A word-for-word restatement of the full listing is required.

Provided entries:
--- --- ---

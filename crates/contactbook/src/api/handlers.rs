use axum::extract::rejection::{JsonRejection, PathRejection};
use axum::extract::{Path, State};
use axum::http::StatusCode;
use axum::Json;
use tracing::{debug, info};

use super::{ApiError, AppState, Operation};
use crate::contact::{Contact, ContactFields};
use crate::error::Error;

type Payload = Result<Json<ContactFields>, JsonRejection>;
type IdParam = Result<Path<i64>, PathRejection>;

fn contact_id(operation: Operation, id: IdParam) -> Result<i64, ApiError> {
    id.map(|Path(id)| id)
        .map_err(|rejection| ApiError::invalid_input(operation, rejection.body_text()))
}

fn contact_fields(operation: Operation, payload: Payload) -> Result<ContactFields, ApiError> {
    payload
        .map(|Json(fields)| fields)
        .map_err(|rejection| ApiError::invalid_input(operation, rejection.body_text()))
}

pub(crate) async fn create_contact(
    State(state): State<AppState>,
    payload: Payload,
) -> Result<(StatusCode, Json<Contact>), ApiError> {
    let fields = contact_fields(Operation::Create, payload)?;
    let contact = state
        .with_store(move |store| store.insert(&fields))
        .await
        .map_err(|e| ApiError::new(Operation::Create, e))?;

    info!(id = contact.id, "Created contact");
    Ok((StatusCode::CREATED, Json(contact)))
}

pub(crate) async fn list_contacts(
    State(state): State<AppState>,
) -> Result<Json<Vec<Contact>>, ApiError> {
    let contacts = state
        .with_store(|store| store.list())
        .await
        .map_err(|e| ApiError::new(Operation::List, e))?;

    debug!(count = contacts.len(), "Listed contacts");
    Ok(Json(contacts))
}

pub(crate) async fn update_contact(
    id: IdParam,
    State(state): State<AppState>,
    payload: Payload,
) -> Result<Json<Contact>, ApiError> {
    let id = contact_id(Operation::Update, id)?;
    let fields = contact_fields(Operation::Update, payload)?;
    let contact = state
        .with_store(move |store| {
            store
                .replace(id, &fields)?
                .ok_or(Error::ContactNotFound { id })
        })
        .await
        .map_err(|e| ApiError::new(Operation::Update, e))?;

    info!(id, "Updated contact");
    Ok(Json(contact))
}

pub(crate) async fn delete_contact(
    id: IdParam,
    State(state): State<AppState>,
) -> Result<StatusCode, ApiError> {
    let id = contact_id(Operation::Delete, id)?;
    debug!(id, "Delete request received");
    state
        .with_store(move |store| {
            if store.delete(id)? {
                Ok(())
            } else {
                Err(Error::ContactNotFound { id })
            }
        })
        .await
        .map_err(|e| ApiError::new(Operation::Delete, e))?;

    info!(id, "Deleted contact");
    Ok(StatusCode::NO_CONTENT)
}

--- --- ---

Response for this exercise:
filename crates/contactbook/src/api/handlers.rs
use axum::extract::rejection::{JsonRejection, PathRejection};
use axum::extract::{Path, State};
use axum::http::StatusCode;
use axum::Json;
use tracing::{debug, info};

use super::{ApiError, AppState, Operation};
use crate::contact::{Contact, ContactFields};
use crate::error::Error;

type Payload = Result<Json<ContactFields>, JsonRejection>;
type IdParam = Result<Path<i64>, PathRejection>;

fn contact_id(operation: Operation, id: IdParam) -> Result<i64, ApiError> {
    id.map(|Path(id)| id)
        .map_err(|rejection| ApiError::invalid_input(operation, rejection.body_text()))
}

fn contact_fields(operation: Operation, payload: Payload) -> Result<ContactFields, ApiError> {
    payload
        .map(|Json(fields)| fields)
        .map_err(|rejection| ApiError::invalid_input(operation, rejection.body_text()))
}

pub(crate) async fn create_contact(
    State(state): State<AppState>,
    payload: Payload,
) -> Result<(StatusCode, Json<Contact>), ApiError> {
    let fields = contact_fields(Operation::Create, payload)?;
    let contact = state
        .with_store(move |store| store.insert(&fields))
        .await
        .map_err(|e| ApiError::new(Operation::Create, e))?;

    info!(id = contact.id, "Created contact");
    Ok((StatusCode::CREATED, Json(contact)))
}

pub(crate) async fn list_contacts(
    State(state): State<AppState>,
) -> Result<Json<Vec<Contact>>, ApiError> {
    let contacts = state
        .with_store(|store| store.list())
        .await
        .map_err(|e| ApiError::new(Operation::List, e))?;

    debug!(count = contacts.len(), "Listed contacts");
    Ok(Json(contacts))
}

pub(crate) async fn update_contact(
    id: IdParam,
    State(state): State<AppState>,
    payload: Payload,
) -> Result<Json<Contact>, ApiError> {
    let id = contact_id(Operation::Update, id)?;
    let fields = contact_fields(Operation::Update, payload)?;
    let contact = state
        .with_store(move |store| {
            store
                .replace(id, &fields)?
                .ok_or(Error::ContactNotFound { id })
        })
        .await
        .map_err(|e| ApiError::new(Operation::Update, e))?;

    info!(id, "Updated contact");
    Ok(Json(contact))
}

pub(crate) async fn delete_contact(
    id: IdParam,
    State(state): State<AppState>,
) -> Result<StatusCode, ApiError> {
    let id = contact_id(Operation::Delete, id)?;
    debug!(id, "Delete request received");
    state
        .with_store(move |store| {
            if store.delete(id)? {
                Ok(())
            } else {
                Err(Error::ContactNotFound { id })
            }
        })
        .await
        .map_err(|e| ApiError::new(Operation::Delete, e))?;

    info!(id, "Deleted contact");
    Ok(StatusCode::NO_CONTENT)
}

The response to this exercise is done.